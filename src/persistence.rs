//! Checkpoint policy - decides when odometer state must be saved.
//!
//! Two independent triggers:
//!   - Interval: distance since the last checkpoint reaches the interval.
//!     Crossing several intervals in one tick yields ONE batched request.
//!   - Stationary: speed held at zero for the stop delay. Fires once per
//!     standstill; any non-zero sample re-arms it.
//!
//! The scheduler never writes anything itself. Requests are handed to the
//! storage collaborator, which owns write failures and retries.

use crate::config::ClusterConfig;
use crate::odometer::sanitize_speed;

/// Why a checkpoint was requested.
#[derive(Clone, Copy, Debug, PartialEq, Eq)]
#[cfg_attr(feature = "defmt", derive(defmt::Format))]
pub enum CheckpointCause {
    /// Distance interval reached; `crossings` interval widths covered.
    Interval { crossings: u32 },
    /// Vehicle stationary for the stop delay.
    Stationary,
}

/// Values to persist plus the trigger that produced them.
#[derive(Clone, Copy, Debug, PartialEq, Eq)]
#[cfg_attr(feature = "defmt", derive(defmt::Format))]
pub struct CheckpointRequest {
    pub total_m: u64,
    pub trip_m: u32,
    pub cause: CheckpointCause,
}

/// Interval and standstill checkpoint triggers.
#[derive(Clone, Debug)]
pub struct PersistenceScheduler {
    interval_m: u64,
    stop_delay_ms: u64,
    last_checkpoint_total: u64,
    stop_since_ms: Option<u64>,
    saved_while_stopped: bool,
}

impl PersistenceScheduler {
    pub const fn new(config: &ClusterConfig) -> Self {
        Self {
            interval_m: config.checkpoint_interval_m,
            stop_delay_ms: config.stop_delay_ms,
            last_checkpoint_total: 0,
            stop_since_ms: None,
            saved_while_stopped: false,
        }
    }

    /// Move the interval baseline, e.g. to the total restored at boot.
    pub fn rebase(&mut self, total_m: u64) {
        self.last_checkpoint_total = total_m;
    }

    /// Total covered by the most recent checkpoint (or the baseline).
    pub fn last_checkpoint_total(&self) -> u64 {
        self.last_checkpoint_total
    }

    /// Evaluate both triggers against the post-tick totals.
    pub fn evaluate(
        &mut self,
        total_m: u64,
        trip_m: u32,
        speed_kmh: f32,
        now_ms: u64,
    ) -> Option<CheckpointRequest> {
        let stationary = self.poll_stationary(speed_kmh, now_ms);
        let interval = self.poll_interval(total_m);

        let cause = match (interval, stationary) {
            (Some(crossings), _) => CheckpointCause::Interval { crossings },
            (None, true) => CheckpointCause::Stationary,
            (None, false) => return None,
        };

        self.last_checkpoint_total = total_m;
        crate::log_info!(
            "Checkpoint {:?}: total={} trip={}",
            cause,
            total_m,
            trip_m
        );
        Some(CheckpointRequest {
            total_m,
            trip_m,
            cause,
        })
    }

    fn poll_interval(&self, total_m: u64) -> Option<u32> {
        let travelled = total_m.saturating_sub(self.last_checkpoint_total);
        if travelled >= self.interval_m {
            Some(u32::try_from(travelled / self.interval_m).unwrap_or(u32::MAX))
        } else {
            None
        }
    }

    fn poll_stationary(&mut self, speed_kmh: f32, now_ms: u64) -> bool {
        if sanitize_speed(speed_kmh) > 0.0 {
            self.stop_since_ms = None;
            self.saved_while_stopped = false;
            return false;
        }

        if self.saved_while_stopped {
            return false;
        }

        let since = *self.stop_since_ms.get_or_insert(now_ms);
        if now_ms.saturating_sub(since) >= self.stop_delay_ms {
            self.saved_while_stopped = true;
            return true;
        }
        false
    }
}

——————

In the material above, which lines contain "travelled"? Copy each of them.

◆ EXERCISE OUTPUT
        let travelled = total_m.saturating_sub(self.last_checkpoint_total);
        if travelled >= self.interval_m {
            Some(u32::try_from(travelled / self.interval_m).unwrap_or(u32::MAX))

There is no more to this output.